Content starts
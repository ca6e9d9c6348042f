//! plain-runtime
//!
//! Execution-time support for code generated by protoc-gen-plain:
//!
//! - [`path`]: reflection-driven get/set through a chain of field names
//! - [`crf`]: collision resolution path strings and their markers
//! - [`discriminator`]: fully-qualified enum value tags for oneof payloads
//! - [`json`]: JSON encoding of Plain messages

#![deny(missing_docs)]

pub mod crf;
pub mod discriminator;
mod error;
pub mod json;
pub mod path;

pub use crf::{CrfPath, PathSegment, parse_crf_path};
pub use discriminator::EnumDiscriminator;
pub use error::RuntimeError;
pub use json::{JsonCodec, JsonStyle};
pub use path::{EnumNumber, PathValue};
Content ends
Content starts
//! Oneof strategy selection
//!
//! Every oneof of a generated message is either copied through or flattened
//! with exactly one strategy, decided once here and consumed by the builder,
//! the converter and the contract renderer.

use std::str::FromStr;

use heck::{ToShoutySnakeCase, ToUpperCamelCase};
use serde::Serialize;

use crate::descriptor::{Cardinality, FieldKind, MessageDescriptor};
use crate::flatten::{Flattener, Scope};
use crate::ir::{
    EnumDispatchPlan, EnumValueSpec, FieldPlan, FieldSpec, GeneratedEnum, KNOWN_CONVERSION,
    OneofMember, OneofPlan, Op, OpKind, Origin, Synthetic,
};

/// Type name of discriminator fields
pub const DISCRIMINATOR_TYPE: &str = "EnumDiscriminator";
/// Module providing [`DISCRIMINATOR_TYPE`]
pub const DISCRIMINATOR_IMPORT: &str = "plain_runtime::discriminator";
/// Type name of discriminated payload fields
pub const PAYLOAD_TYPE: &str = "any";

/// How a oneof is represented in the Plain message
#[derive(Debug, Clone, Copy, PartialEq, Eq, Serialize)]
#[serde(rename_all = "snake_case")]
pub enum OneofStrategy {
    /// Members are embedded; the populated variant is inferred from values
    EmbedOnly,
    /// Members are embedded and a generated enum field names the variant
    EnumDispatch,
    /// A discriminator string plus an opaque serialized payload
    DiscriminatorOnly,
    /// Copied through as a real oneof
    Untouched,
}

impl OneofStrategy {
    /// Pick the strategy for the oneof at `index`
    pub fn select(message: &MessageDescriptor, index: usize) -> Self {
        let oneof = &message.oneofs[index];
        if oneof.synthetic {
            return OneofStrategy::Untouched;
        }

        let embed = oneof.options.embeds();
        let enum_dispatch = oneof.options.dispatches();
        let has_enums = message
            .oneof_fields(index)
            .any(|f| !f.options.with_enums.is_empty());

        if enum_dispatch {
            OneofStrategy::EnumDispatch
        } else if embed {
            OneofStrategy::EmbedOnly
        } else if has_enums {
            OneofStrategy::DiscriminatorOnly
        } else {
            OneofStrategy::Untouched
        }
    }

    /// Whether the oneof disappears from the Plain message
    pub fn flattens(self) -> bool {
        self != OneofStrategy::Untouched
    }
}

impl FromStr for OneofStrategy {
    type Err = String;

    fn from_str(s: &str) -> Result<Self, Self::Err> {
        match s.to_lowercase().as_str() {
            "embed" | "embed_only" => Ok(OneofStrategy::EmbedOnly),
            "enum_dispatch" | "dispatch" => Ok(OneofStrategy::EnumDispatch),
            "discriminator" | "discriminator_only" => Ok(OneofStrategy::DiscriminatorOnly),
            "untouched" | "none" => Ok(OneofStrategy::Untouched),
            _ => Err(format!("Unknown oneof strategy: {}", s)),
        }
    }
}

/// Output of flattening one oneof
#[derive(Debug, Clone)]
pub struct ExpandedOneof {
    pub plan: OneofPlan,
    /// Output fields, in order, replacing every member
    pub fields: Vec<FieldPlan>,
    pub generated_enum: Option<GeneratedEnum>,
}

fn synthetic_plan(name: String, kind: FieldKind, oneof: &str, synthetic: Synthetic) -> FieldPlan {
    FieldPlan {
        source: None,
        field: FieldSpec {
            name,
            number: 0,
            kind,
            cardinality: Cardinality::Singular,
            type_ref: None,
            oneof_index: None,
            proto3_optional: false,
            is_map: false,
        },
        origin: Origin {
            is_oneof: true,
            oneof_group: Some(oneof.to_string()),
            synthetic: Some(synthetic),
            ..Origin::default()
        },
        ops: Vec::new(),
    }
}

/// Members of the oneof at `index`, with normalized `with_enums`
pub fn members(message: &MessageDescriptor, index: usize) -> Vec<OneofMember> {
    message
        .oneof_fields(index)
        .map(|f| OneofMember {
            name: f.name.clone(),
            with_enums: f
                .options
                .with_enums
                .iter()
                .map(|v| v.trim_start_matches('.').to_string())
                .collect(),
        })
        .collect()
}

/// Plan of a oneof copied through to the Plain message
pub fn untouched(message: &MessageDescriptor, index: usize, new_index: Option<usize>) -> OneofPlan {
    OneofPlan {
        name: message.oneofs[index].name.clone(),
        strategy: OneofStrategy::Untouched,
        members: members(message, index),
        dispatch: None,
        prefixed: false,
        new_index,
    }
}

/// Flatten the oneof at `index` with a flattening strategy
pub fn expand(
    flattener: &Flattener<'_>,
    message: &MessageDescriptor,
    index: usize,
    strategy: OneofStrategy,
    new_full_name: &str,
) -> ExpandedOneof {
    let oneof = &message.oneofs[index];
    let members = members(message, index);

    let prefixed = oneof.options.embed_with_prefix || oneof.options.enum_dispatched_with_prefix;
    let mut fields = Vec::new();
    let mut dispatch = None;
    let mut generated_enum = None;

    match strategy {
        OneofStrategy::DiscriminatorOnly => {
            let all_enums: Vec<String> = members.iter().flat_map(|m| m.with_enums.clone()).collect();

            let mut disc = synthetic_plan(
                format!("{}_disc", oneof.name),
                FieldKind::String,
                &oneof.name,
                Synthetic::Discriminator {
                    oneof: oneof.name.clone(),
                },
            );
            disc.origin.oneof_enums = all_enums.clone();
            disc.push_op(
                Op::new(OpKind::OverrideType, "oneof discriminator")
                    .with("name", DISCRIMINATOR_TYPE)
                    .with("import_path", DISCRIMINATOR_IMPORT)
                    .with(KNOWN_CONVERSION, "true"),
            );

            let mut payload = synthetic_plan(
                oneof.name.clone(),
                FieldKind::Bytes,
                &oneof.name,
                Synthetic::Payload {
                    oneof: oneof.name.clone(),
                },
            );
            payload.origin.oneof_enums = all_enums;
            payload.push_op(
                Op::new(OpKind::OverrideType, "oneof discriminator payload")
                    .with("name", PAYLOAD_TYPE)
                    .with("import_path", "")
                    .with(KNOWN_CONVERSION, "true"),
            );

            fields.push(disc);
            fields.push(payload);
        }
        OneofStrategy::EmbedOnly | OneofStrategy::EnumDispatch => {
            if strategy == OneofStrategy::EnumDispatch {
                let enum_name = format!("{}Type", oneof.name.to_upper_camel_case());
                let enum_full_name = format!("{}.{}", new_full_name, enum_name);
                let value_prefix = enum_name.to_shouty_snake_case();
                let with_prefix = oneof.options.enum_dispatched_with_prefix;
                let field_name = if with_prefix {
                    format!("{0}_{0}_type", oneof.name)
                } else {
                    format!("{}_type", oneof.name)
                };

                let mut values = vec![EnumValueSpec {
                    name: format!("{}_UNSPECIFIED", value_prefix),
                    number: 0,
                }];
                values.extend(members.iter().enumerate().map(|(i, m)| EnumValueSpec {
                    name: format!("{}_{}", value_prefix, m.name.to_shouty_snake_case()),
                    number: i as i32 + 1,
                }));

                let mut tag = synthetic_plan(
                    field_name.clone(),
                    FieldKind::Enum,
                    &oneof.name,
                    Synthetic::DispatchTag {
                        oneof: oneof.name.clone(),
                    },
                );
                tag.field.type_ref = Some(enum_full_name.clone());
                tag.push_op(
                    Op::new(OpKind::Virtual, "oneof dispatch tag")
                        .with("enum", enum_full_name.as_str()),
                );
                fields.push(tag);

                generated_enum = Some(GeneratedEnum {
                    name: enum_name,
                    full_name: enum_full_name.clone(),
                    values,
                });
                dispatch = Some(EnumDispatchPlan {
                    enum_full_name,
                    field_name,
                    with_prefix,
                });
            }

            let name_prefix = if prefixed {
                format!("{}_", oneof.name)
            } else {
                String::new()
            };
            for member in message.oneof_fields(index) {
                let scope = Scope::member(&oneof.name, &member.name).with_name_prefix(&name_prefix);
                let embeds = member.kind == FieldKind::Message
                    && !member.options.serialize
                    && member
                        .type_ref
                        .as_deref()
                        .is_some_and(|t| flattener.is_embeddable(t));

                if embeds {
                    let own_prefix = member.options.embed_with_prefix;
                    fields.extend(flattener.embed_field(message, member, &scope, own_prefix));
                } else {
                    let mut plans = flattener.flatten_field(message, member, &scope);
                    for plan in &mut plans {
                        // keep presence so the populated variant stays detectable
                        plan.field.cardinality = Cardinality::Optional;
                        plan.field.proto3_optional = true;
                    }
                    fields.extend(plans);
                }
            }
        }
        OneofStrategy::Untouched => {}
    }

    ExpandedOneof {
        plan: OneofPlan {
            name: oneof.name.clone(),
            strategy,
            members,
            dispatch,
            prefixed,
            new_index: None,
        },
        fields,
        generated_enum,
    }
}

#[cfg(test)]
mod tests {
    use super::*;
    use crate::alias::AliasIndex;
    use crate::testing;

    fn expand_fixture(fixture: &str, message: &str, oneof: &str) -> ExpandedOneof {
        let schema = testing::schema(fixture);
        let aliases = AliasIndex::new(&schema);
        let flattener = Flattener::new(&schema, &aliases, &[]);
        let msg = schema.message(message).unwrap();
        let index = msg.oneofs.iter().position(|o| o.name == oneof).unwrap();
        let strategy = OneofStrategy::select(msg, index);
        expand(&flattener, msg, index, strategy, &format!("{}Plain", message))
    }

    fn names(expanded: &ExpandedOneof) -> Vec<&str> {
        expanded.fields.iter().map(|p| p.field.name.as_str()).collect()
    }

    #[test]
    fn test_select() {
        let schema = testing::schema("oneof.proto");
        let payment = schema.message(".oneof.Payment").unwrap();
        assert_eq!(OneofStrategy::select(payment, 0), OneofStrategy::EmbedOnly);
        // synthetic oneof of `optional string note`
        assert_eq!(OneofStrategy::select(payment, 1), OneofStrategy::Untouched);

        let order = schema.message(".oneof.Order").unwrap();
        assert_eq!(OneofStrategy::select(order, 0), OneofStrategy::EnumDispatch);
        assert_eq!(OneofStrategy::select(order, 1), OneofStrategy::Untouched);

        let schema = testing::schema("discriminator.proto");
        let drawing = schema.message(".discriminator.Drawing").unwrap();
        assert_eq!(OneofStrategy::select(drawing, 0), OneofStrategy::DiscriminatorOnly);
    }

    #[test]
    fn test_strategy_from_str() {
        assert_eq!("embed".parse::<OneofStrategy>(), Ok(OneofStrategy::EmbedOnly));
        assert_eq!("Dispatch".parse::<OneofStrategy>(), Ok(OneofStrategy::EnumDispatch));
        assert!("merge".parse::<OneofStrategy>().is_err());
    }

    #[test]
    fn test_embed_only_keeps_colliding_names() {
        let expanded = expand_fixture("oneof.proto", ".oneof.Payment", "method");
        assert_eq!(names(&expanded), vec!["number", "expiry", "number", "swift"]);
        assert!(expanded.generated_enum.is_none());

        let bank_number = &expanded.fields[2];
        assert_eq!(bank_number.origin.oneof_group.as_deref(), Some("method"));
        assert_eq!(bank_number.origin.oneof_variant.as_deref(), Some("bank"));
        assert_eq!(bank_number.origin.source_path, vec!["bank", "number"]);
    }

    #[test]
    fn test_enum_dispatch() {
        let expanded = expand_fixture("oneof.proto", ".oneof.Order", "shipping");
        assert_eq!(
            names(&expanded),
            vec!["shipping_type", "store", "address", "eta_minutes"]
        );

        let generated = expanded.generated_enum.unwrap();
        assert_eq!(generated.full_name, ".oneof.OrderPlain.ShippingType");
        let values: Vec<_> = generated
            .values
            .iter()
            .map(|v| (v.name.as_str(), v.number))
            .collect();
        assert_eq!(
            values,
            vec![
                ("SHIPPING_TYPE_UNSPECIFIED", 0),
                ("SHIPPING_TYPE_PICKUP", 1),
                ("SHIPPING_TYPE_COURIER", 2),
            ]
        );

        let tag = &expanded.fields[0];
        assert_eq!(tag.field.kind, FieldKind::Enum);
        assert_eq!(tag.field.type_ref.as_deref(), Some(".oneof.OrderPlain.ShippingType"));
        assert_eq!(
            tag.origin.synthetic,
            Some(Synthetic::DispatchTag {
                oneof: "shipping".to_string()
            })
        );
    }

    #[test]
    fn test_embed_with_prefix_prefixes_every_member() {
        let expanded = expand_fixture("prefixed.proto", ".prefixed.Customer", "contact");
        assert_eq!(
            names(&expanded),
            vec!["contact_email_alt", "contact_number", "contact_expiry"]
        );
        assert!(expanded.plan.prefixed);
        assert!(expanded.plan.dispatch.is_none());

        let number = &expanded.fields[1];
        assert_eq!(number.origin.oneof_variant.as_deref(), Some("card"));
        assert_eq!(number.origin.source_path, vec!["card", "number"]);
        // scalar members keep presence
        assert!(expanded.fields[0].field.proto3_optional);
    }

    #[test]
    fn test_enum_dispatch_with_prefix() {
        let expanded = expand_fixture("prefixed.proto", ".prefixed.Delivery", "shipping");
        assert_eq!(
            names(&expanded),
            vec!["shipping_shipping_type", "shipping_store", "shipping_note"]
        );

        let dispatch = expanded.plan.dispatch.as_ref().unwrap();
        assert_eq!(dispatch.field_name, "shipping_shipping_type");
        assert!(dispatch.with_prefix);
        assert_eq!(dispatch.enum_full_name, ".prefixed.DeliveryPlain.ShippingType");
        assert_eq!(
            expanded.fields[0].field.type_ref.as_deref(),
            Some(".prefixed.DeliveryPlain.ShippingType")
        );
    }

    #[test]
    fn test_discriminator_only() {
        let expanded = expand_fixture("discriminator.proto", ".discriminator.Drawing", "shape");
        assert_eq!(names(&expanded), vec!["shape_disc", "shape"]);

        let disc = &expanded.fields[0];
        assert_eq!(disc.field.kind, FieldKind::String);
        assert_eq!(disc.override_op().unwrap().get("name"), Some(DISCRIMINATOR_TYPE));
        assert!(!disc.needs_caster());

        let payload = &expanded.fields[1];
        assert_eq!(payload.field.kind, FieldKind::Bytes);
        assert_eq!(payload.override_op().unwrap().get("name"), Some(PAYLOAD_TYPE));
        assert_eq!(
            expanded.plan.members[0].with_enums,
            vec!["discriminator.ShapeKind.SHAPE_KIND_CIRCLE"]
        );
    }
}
Content ends
=== WORK REQUEST ===
Work through the records above. Copy every line with the string "collect".

=== OUTPUT BELOW ===
                .collect(),
        .collect()
            let all_enums: Vec<String> = members.iter().flat_map(|m| m.with_enums.clone()).collect();
        expanded.fields.iter().map(|p| p.field.name.as_str()).collect()
            .collect();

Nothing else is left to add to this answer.